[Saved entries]
************

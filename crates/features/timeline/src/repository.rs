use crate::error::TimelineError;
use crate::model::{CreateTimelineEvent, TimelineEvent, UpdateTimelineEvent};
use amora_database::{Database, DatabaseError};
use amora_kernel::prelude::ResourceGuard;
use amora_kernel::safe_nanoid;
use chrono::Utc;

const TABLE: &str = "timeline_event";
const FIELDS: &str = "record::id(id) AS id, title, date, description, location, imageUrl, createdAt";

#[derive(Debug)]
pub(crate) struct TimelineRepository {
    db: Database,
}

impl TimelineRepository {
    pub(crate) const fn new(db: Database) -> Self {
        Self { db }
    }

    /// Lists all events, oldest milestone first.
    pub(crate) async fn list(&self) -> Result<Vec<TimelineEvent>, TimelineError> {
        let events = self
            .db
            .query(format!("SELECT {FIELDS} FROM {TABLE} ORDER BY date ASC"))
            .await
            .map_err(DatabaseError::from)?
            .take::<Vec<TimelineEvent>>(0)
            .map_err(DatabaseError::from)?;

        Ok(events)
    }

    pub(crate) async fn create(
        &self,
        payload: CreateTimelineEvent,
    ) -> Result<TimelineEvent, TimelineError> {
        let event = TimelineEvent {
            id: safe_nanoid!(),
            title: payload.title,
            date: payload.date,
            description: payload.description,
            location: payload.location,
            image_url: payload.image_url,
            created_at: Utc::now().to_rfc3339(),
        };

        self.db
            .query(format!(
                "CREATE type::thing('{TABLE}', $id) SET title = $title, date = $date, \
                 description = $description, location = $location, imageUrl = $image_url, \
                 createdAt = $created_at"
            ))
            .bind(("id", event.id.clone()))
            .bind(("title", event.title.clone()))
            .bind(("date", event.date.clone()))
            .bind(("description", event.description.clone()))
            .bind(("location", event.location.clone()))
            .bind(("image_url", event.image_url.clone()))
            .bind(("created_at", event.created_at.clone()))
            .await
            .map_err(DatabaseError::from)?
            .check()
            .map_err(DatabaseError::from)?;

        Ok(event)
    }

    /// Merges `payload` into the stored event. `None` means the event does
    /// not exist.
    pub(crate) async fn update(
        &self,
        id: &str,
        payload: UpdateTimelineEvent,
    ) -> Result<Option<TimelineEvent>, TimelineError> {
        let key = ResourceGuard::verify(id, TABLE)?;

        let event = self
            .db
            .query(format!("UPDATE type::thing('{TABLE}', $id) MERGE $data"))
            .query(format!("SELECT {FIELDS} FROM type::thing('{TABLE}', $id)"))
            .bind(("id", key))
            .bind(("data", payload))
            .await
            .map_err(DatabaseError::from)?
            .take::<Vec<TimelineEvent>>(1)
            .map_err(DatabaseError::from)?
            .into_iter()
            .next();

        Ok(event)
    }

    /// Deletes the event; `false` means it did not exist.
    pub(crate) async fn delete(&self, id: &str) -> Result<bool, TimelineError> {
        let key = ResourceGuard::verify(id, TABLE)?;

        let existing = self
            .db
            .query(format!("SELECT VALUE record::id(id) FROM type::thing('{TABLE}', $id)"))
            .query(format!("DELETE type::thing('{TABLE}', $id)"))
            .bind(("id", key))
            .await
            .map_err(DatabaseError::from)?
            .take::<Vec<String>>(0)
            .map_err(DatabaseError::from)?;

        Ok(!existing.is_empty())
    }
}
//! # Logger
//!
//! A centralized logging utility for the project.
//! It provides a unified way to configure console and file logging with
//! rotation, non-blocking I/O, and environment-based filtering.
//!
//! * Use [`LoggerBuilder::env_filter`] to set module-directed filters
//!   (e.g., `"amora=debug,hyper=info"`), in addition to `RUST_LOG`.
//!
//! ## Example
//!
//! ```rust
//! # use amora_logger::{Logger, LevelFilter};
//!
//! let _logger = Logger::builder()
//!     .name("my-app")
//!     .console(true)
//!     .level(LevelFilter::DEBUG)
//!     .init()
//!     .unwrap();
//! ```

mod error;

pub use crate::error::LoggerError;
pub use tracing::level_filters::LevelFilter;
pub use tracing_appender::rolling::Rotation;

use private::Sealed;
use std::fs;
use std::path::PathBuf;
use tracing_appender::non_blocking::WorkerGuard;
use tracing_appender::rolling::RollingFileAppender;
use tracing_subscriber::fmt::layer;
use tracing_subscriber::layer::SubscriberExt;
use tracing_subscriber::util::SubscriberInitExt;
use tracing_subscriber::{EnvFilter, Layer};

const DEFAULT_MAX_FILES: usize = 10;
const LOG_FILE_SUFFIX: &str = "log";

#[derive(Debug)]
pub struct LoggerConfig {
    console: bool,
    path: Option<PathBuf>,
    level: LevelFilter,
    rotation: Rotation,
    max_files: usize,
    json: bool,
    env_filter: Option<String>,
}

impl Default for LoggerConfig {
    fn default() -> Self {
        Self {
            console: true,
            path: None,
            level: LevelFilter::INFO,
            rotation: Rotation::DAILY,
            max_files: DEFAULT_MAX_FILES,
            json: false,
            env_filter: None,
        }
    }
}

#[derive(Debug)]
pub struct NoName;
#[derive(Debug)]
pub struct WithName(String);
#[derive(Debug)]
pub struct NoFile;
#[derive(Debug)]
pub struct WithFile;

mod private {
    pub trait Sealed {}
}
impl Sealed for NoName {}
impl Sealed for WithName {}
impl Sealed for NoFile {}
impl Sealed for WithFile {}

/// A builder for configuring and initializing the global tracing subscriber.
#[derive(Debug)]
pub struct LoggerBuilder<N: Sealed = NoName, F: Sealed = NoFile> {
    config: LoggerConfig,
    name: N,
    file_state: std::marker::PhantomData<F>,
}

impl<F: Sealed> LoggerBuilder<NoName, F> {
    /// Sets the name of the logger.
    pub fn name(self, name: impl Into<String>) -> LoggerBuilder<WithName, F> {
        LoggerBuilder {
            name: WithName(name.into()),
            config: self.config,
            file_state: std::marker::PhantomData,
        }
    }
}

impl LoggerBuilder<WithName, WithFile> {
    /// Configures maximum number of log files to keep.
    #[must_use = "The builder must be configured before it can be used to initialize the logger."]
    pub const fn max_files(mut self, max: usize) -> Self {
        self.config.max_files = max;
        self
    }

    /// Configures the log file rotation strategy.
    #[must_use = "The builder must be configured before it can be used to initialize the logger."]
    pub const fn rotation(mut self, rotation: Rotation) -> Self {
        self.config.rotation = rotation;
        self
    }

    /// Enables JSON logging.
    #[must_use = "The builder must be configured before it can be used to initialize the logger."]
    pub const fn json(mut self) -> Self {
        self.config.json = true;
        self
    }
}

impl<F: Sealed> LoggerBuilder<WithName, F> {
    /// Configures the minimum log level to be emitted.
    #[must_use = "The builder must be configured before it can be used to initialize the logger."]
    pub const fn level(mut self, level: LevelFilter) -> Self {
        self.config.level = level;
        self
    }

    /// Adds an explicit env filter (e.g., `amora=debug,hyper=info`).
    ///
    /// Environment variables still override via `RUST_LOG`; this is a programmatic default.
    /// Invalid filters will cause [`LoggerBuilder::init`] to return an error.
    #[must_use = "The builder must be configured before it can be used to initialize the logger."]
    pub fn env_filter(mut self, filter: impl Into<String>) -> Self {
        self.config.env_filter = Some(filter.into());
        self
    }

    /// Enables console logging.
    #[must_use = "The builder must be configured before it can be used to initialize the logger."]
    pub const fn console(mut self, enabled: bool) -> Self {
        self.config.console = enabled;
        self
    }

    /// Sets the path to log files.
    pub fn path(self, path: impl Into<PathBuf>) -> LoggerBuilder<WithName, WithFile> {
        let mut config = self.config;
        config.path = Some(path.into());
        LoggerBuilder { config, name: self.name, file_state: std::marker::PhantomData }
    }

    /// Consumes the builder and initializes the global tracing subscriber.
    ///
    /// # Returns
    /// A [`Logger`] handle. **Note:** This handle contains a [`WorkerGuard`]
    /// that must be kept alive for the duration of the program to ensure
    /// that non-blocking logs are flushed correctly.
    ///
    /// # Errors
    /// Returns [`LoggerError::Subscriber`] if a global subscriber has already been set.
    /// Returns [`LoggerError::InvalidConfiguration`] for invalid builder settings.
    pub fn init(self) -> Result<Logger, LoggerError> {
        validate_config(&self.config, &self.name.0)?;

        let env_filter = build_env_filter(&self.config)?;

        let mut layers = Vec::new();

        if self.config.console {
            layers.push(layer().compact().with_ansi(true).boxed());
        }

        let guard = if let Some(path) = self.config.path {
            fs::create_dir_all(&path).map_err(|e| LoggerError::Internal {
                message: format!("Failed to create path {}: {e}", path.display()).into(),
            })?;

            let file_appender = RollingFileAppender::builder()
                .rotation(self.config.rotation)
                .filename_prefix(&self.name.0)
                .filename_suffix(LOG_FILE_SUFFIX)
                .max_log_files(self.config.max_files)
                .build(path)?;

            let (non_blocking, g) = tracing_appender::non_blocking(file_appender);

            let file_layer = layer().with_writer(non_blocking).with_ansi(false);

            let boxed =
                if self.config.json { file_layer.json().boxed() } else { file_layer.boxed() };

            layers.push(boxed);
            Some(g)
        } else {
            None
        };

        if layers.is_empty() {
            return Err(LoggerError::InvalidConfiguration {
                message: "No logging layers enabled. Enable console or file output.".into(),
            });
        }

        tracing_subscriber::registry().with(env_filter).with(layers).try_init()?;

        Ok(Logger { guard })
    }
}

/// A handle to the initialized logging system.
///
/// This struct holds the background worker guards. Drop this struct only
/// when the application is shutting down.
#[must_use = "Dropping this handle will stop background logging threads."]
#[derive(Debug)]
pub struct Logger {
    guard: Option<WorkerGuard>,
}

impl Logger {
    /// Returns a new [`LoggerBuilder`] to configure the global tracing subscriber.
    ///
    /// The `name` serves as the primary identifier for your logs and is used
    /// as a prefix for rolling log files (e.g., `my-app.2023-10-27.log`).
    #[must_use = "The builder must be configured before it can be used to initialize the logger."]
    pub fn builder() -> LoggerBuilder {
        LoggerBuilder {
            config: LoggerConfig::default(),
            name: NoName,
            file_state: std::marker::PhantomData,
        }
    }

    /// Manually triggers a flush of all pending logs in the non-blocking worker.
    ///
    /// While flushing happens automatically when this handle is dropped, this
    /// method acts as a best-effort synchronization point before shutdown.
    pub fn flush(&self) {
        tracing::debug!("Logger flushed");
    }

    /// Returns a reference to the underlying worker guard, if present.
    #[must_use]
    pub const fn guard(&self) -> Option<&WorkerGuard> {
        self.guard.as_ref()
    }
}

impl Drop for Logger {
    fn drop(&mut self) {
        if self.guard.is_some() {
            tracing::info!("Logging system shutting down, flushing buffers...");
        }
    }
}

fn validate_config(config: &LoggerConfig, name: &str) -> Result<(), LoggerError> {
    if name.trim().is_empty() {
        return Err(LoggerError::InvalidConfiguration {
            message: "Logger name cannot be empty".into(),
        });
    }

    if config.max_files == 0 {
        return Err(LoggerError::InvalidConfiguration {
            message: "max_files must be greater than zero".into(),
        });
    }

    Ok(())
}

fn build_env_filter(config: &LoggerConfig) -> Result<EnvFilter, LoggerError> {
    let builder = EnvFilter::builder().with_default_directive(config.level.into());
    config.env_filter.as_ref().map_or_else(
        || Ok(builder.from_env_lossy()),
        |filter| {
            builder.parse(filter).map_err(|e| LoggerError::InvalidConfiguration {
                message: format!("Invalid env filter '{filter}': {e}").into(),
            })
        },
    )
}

************

-- Exercise brief --
Filter the entries down to the lines that hold "NoFile". Copy those lines.

-- Response --
pub struct NoFile;
impl Sealed for NoFile {}
pub struct LoggerBuilder<N: Sealed = NoName, F: Sealed = NoFile> {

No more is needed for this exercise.